PROBLEM DESCRIPTION >> Within the entries below, every line containing "heading" is to be copied.

Saved data entries
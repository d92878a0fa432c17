use serde::Deserialize;

use super::{BackendError, BackendFuture, EchoBackend, EchoRequest, EchoResponse};
use crate::swath::SwathGeometry;

/// Echo simulator reached over HTTP/JSON.
#[derive(Debug, Clone)]
pub struct HttpEchoBackend {
    client: reqwest::Client,
    base_url: String,
}

impl HttpEchoBackend {
    pub fn new(base_url: impl Into<String>) -> Self {
        Self {
            client: reqwest::Client::new(),
            base_url: base_url.into().trim_end_matches('/').to_string(),
        }
    }

    pub fn base_url(&self) -> &str {
        &self.base_url
    }

    /// Footprints of a finished simulation.
    pub async fn fetch_swaths(&self, simulation_id: &str) -> Result<Vec<SwathGeometry>, BackendError> {
        let url = format!("{}/simulation/{}/swath", self.base_url, simulation_id);
        let response = self.client.get(&url).send().await?;
        let response = check_status(response).await?;
        let body: SwathListResponse = response.json().await?;
        Ok(body.swaths.into_iter().map(SwathGeometry::from).collect())
    }

    async fn post_echo(&self, request: EchoRequest) -> Result<EchoResponse, BackendError> {
        let url = format!("{}/echo/simulate-multiple", self.base_url);
        log::debug!(
            "posting {} targets and {} satellite states to {}",
            request.targets.len(),
            request.satellite_states.len(),
            url
        );
        let response = self.client.post(&url).json(&request).send().await?;
        let response = check_status(response).await?;
        Ok(response.json().await?)
    }
}

impl EchoBackend for HttpEchoBackend {
    fn simulate(&self, request: EchoRequest) -> BackendFuture<'_> {
        Box::pin(self.post_echo(request))
    }
}

async fn check_status(response: reqwest::Response) -> Result<reqwest::Response, BackendError> {
    let status = response.status();
    if status.is_success() {
        return Ok(response);
    }
    let detail = response.text().await.unwrap_or_default();
    Err(BackendError::Status {
        status: status.as_u16(),
        detail,
    })
}

#[derive(Debug, Deserialize)]
struct SwathListResponse {
    #[serde(default)]
    swaths: Vec<RemoteSwath>,
}

/// The simulator reports geometries with camelCase keys.
#[derive(Debug, Deserialize)]
#[serde(rename_all = "camelCase")]
struct RemoteSwath {
    center_lat: f64,
    center_lon: f64,
    heading: f64,
    near_range: f64,
    far_range: f64,
    swath_width: f64,
    azimuth_length: f64,
    #[serde(default)]
    satellite_altitude: Option<f64>,
    #[serde(default)]
    look_angle: Option<f64>,
}

impl From<RemoteSwath> for SwathGeometry {
    fn from(remote: RemoteSwath) -> Self {
        SwathGeometry {
            center_lat: remote.center_lat,
            center_lon: remote.center_lon,
            heading: remote.heading,
            near_range: remote.near_range,
            far_range: remote.far_range,
            swath_width: remote.swath_width,
            azimuth_length: remote.azimuth_length,
            satellite_altitude: remote.satellite_altitude,
            look_angle: remote.look_angle,
        }
    }
}
use chrono::{DateTime, Utc};
use serde::{Deserialize, Serialize};
use utoipa::ToSchema;

use super::{
    compute_corners, GroupId, GroupTracker, SwathCorners, SwathError, SwathGeometry, SwathGroup,
    SwathId, SwathInstance, SwathListener, SwathMode, SwathRegistry,
};
use crate::radar::SwathRange;

#[derive(Debug, Clone, Copy, PartialEq, Eq, Serialize, Deserialize, ToSchema)]
#[serde(rename_all = "snake_case")]
pub enum PathKind {
    Predicted,
    Historical,
}

impl PathKind {
    fn mode(self) -> SwathMode {
        match self {
            PathKind::Predicted => SwathMode::PredictedPath,
            PathKind::Historical => SwathMode::Historical,
        }
    }
}

/// One sample of a future or past ground track.
#[derive(Debug, Clone, Copy, PartialEq, Serialize, Deserialize, ToSchema)]
pub struct PathPoint {
    #[serde(default, skip_serializing_if = "Option::is_none")]
    pub time: Option<DateTime<Utc>>,
    pub latitude: f64,
    pub longitude: f64,
    pub altitude: f64,
    pub heading: f64,
}

/// Registry plus groups: every way a swath can be created.
pub struct SwathCatalog {
    registry: SwathRegistry,
    groups: GroupTracker,
}

impl SwathCatalog {
    pub fn new(max_swaths: usize, listener: Box<dyn SwathListener>) -> Self {
        Self {
            registry: SwathRegistry::new(max_swaths, listener),
            groups: GroupTracker::new(),
        }
    }

    pub fn registry(&self) -> &SwathRegistry {
        &self.registry
    }

    pub fn groups(&self) -> &GroupTracker {
        &self.groups
    }

    pub fn groups_mut(&mut self) -> &mut GroupTracker {
        &mut self.groups
    }

    /// One footprint in its own closed group.
    pub fn add_static(
        &mut self,
        geometry: SwathGeometry,
        now: DateTime<Utc>,
    ) -> Result<SwathInstance, SwathError> {
        let corners = compute_corners(&geometry)?;
        let group = self.groups.create_group(SwathMode::Static, None, now);
        let instance = self.insert_member(SwathMode::Static, geometry, corners, &group, now)?;
        self.groups.end_group(&group, now)?;
        Ok(instance)
    }

    /// A footprint per track point, all in one closed group.
    pub fn add_path(
        &mut self,
        kind: PathKind,
        points: &[PathPoint],
        range: &SwathRange,
        now: DateTime<Utc>,
    ) -> Result<Vec<SwathId>, SwathError> {
        let footprints = points
            .iter()
            .map(|p| {
                let geometry = SwathGeometry {
                    center_lat: p.latitude,
                    center_lon: p.longitude,
                    heading: p.heading,
                    near_range: range.near_range,
                    far_range: range.far_range,
                    swath_width: range.swath_width,
                    azimuth_length: range.azimuth_length,
                    satellite_altitude: Some(p.altitude),
                    look_angle: None,
                };
                compute_corners(&geometry).map(|c| (geometry, c))
            })
            .collect::<Result<Vec<_>, _>>()?;

        self.add_batch(kind.mode(), footprints, now)
    }

    /// Geometries returned by the simulation backend.
    pub fn add_backend(
        &mut self,
        geometries: Vec<SwathGeometry>,
        now: DateTime<Utc>,
    ) -> Result<Vec<SwathId>, SwathError> {
        let footprints = geometries
            .into_iter()
            .map(|g| compute_corners(&g).map(|c| (g, c)))
            .collect::<Result<Vec<_>, _>>()?;

        self.add_batch(SwathMode::BackendApi, footprints, now)
    }

    /// Caller-supplied corners. The stored geometry only carries the
    /// midpoint of the top-left/bottom-right diagonal.
    pub fn add_custom(
        &mut self,
        corners: SwathCorners,
        now: DateTime<Utc>,
    ) -> Result<SwathInstance, SwathError> {
        if corners.as_array().iter().flatten().any(|v| !v.is_finite()) {
            return Err(SwathError::NonFinite);
        }
        let geometry = SwathGeometry {
            center_lat: (corners.top_left[1] + corners.bottom_right[1]) / 2.0,
            center_lon: (corners.top_left[0] + corners.bottom_right[0]) / 2.0,
            heading: 0.0,
            near_range: 0.0,
            far_range: 0.0,
            swath_width: 0.0,
            azimuth_length: 0.0,
            satellite_altitude: None,
            look_angle: None,
        };
        let group = self
            .groups
            .create_group(SwathMode::CustomGeometry, None, now);
        let instance =
            self.insert_member(SwathMode::CustomGeometry, geometry, corners, &group, now)?;
        self.groups.end_group(&group, now)?;
        Ok(instance)
    }

    /// One realtime tick's footprint in the open tracking group.
    pub fn add_tracked(
        &mut self,
        group: &GroupId,
        geometry: SwathGeometry,
        now: DateTime<Utc>,
    ) -> Result<SwathInstance, SwathError> {
        let corners = compute_corners(&geometry)?;
        self.insert_member(SwathMode::RealtimeTracking, geometry, corners, group, now)
    }

    /// Removes one swath and its group membership.
    pub fn remove_swath(&mut self, id: &SwathId) -> Result<SwathInstance, SwathError> {
        let swath = self
            .registry
            .remove(id)
            .ok_or_else(|| SwathError::SwathNotFound(id.clone()))?;
        self.groups.forget_swaths(std::slice::from_ref(id));
        Ok(swath)
    }

    /// Drops the group and every member still in the registry. The open
    /// realtime group belongs to the running session and is refused.
    pub fn remove_group(&mut self, group_id: &GroupId) -> Result<SwathGroup, SwathError> {
        if self.groups.current_realtime_group() == Some(group_id) {
            return Err(SwathError::GroupInUse(group_id.clone()));
        }
        let group = self.groups.remove_group(group_id)?;
        let removed = self.registry.remove_many(&group.swath_ids);
        log::info!("removed group {} with {} swaths", group_id, removed);
        Ok(group)
    }

    fn add_batch(
        &mut self,
        mode: SwathMode,
        footprints: Vec<(SwathGeometry, SwathCorners)>,
        now: DateTime<Utc>,
    ) -> Result<Vec<SwathId>, SwathError> {
        if footprints.is_empty() {
            return Ok(Vec::new());
        }
        let group = self.groups.create_group(mode, None, now);
        let mut ids = Vec::with_capacity(footprints.len());
        for (geometry, corners) in footprints {
            ids.push(self.insert_member(mode, geometry, corners, &group, now)?.id);
        }
        self.groups.end_group(&group, now)?;
        log::info!("created {} {} swaths in {}", ids.len(), mode, group);
        Ok(ids)
    }

    fn insert_member(
        &mut self,
        mode: SwathMode,
        geometry: SwathGeometry,
        corners: SwathCorners,
        group: &GroupId,
        now: DateTime<Utc>,
    ) -> Result<SwathInstance, SwathError> {
        self.groups.ensure_open(group)?;
        let (instance, evicted) =
            self.registry
                .insert(mode, geometry, corners, Some(group.clone()), now);
        self.groups.add_swath_to_group(group, &instance.id)?;
        let dropped = self.groups.forget_swaths(&evicted);
        if !dropped.is_empty() {
            log::debug!("dropped {} groups emptied by eviction", dropped.len());
        }
        Ok(instance)
    }
}
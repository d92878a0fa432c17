use thiserror::Error;

#[derive(Debug, Error)]
pub enum OrbitError {
    #[error("eccentricity {0} outside [0, 1)")]
    InvalidEccentricity(f64),
    #[error("semi-major axis {0} km is below the Earth's radius")]
    SemiMajorAxisBelowEarth(f64),
    #[error("exactly one of mean_anomaly_deg or true_anomaly_deg is required")]
    AnomalyRequired,
    #[error("invalid tle format")]
    InvalidTleFormat,
    #[error("invalid tle: {0}")]
    InvalidTle(#[from] sgp4::TleError),
    #[error("elements error: {0}")]
    Elements(#[from] sgp4::ElementsError),
    #[error("propagation error: {0}")]
    Propagation(String),
}

impl From<sgp4::Error> for OrbitError {
    fn from(err: sgp4::Error) -> Self {
        OrbitError::Propagation(err.to_string())
    }
}
use std::f64::consts::TAU;

use serde::Serialize;
use utoipa::ToSchema;

use super::kepler::{eccentric_to_true, solve_kepler, true_to_mean};
use super::{Anomaly, OrbitalElements, GM_KM3_S2};
use crate::geo::{ecef_to_geodetic, GeodeticPosition};

/// Simplified Earth rotation: one revolution per 1440 minutes.
pub const EARTH_ROTATION_DEG_PER_MIN: f64 = 360.0 / 1440.0;

#[derive(Debug, Clone, Copy, PartialEq, Serialize, ToSchema)]
pub struct OrbitSample {
    pub elapsed_seconds: f64,
    pub geodetic: GeodeticPosition,
    #[schema(value_type = Vec<f64>)]
    pub eci_m: [f64; 3],
    #[schema(value_type = Vec<f64>)]
    pub ecef_m: [f64; 3],
    pub true_anomaly_deg: f64,
    /// Whether the Kepler solve met its tolerance
    pub converged: bool,
}

/// Propagates `elements` by `elapsed_seconds` and returns the geodetic position.
///
/// Pure function of its inputs: no wall clock, no cached state.
pub fn propagate(elements: &OrbitalElements, elapsed_seconds: f64) -> OrbitSample {
    let a = elements.semi_major_axis_km();
    let e = elements.eccentricity();
    let n = (GM_KM3_S2 / (a * a * a)).sqrt();

    let mean_at_epoch = match elements.anomaly() {
        Anomaly::Mean(m) => m.to_radians(),
        Anomaly::True(nu) => true_to_mean(nu.to_radians(), e),
    };
    let mean_anomaly = mean_at_epoch + n * elapsed_seconds;

    let solution = solve_kepler(mean_anomaly, e);
    let nu = eccentric_to_true(solution.eccentric_anomaly, e);

    let r = a * (1.0 - e * e) / (1.0 + e * nu.cos());
    let x_pf = r * nu.cos();
    let y_pf = r * nu.sin();

    let eci_km = perifocal_to_eci(
        x_pf,
        y_pf,
        elements.inclination_deg().to_radians(),
        elements.raan_deg().to_radians(),
        elements.argument_of_perigee_deg().to_radians(),
    );
    let eci_m = [eci_km[0] * 1000.0, eci_km[1] * 1000.0, eci_km[2] * 1000.0];

    let rotation_deg = EARTH_ROTATION_DEG_PER_MIN * (elapsed_seconds / 60.0);
    let ecef_m = eci_to_ecef(eci_m, rotation_deg.to_radians().rem_euclid(TAU));

    OrbitSample {
        elapsed_seconds,
        geodetic: ecef_to_geodetic(ecef_m),
        eci_m,
        ecef_m,
        true_anomaly_deg: nu.to_degrees().rem_euclid(360.0),
        converged: solution.converged,
    }
}

/// T = 2pi * sqrt(a^3 / GM)
pub fn orbital_period_seconds(semi_major_axis_km: f64) -> f64 {
    TAU * (semi_major_axis_km.powi(3) / GM_KM3_S2).sqrt()
}

/// Samples [0, duration] inclusive every `step_seconds`.
pub fn ground_track(
    elements: &OrbitalElements,
    duration_seconds: f64,
    step_seconds: f64,
) -> Vec<OrbitSample> {
    if step_seconds <= 0.0 || duration_seconds < 0.0 {
        return Vec::new();
    }
    let steps = (duration_seconds / step_seconds).floor() as usize;
    (0..=steps)
        .map(|i| propagate(elements, i as f64 * step_seconds))
        .collect()
}

// 3-1-3 rotation R3(-raan) R1(-i) R3(-argp) applied to the in-plane position
fn perifocal_to_eci(x: f64, y: f64, incl: f64, raan: f64, argp: f64) -> [f64; 3] {
    let (sin_o, cos_o) = raan.sin_cos();
    let (sin_i, cos_i) = incl.sin_cos();
    let (sin_w, cos_w) = argp.sin_cos();

    [
        (cos_o * cos_w - sin_o * sin_w * cos_i) * x + (-cos_o * sin_w - sin_o * cos_w * cos_i) * y,
        (sin_o * cos_w + cos_o * sin_w * cos_i) * x + (-sin_o * sin_w + cos_o * cos_w * cos_i) * y,
        (sin_w * sin_i) * x + (cos_w * sin_i) * y,
    ]
}

fn eci_to_ecef(eci: [f64; 3], rotation_rad: f64) -> [f64; 3] {
    let (sin_r, cos_r) = rotation_rad.sin_cos();
    [
        eci[0] * cos_r + eci[1] * sin_r,
        -eci[0] * sin_r + eci[1] * cos_r,
        eci[2],
    ]
}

SOLUTION TO THE EXERCISE >>
    heading: f64,
            heading: remote.heading,
    pub heading: f64,
                    heading: p.heading,
            heading: 0.0,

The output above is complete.